Problem details :: Without changing a single character, write out every record below.

[Dataset entries]
-.-.-

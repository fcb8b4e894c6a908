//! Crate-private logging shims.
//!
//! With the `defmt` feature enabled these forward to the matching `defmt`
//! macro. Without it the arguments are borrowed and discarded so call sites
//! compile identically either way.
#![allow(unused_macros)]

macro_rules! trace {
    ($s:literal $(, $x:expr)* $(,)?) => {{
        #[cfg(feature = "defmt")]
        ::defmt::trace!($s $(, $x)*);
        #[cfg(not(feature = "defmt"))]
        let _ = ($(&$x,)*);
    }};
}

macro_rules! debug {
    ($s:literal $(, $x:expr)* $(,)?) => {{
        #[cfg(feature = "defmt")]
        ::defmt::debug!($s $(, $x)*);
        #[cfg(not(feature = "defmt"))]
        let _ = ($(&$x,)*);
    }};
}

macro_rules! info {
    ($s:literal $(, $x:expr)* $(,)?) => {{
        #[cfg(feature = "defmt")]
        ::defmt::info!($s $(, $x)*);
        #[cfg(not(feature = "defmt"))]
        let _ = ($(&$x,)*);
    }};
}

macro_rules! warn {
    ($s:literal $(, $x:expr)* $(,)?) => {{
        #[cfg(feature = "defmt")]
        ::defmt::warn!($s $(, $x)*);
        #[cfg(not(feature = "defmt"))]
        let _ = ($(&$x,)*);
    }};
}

-.-.-

Written solution ::
repository fcb8b4e894c6a908
//! Crate-private logging shims.
//!
//! With the `defmt` feature enabled these forward to the matching `defmt`
//! macro. Without it the arguments are borrowed and discarded so call sites
//! compile identically either way.
#![allow(unused_macros)]

macro_rules! trace {
    ($s:literal $(, $x:expr)* $(,)?) => {{
        #[cfg(feature = "defmt")]
        ::defmt::trace!($s $(, $x)*);
        #[cfg(not(feature = "defmt"))]
        let _ = ($(&$x,)*);
    }};
}

macro_rules! debug {
    ($s:literal $(, $x:expr)* $(,)?) => {{
        #[cfg(feature = "defmt")]
        ::defmt::debug!($s $(, $x)*);
        #[cfg(not(feature = "defmt"))]
        let _ = ($(&$x,)*);
    }};
}

macro_rules! info {
    ($s:literal $(, $x:expr)* $(,)?) => {{
        #[cfg(feature = "defmt")]
        ::defmt::info!($s $(, $x)*);
        #[cfg(not(feature = "defmt"))]
        let _ = ($(&$x,)*);
    }};
}

macro_rules! warn {
    ($s:literal $(, $x:expr)* $(,)?) => {{
        #[cfg(feature = "defmt")]
        ::defmt::warn!($s $(, $x)*);
        #[cfg(not(feature = "defmt"))]
        let _ = ($(&$x,)*);
    }};
}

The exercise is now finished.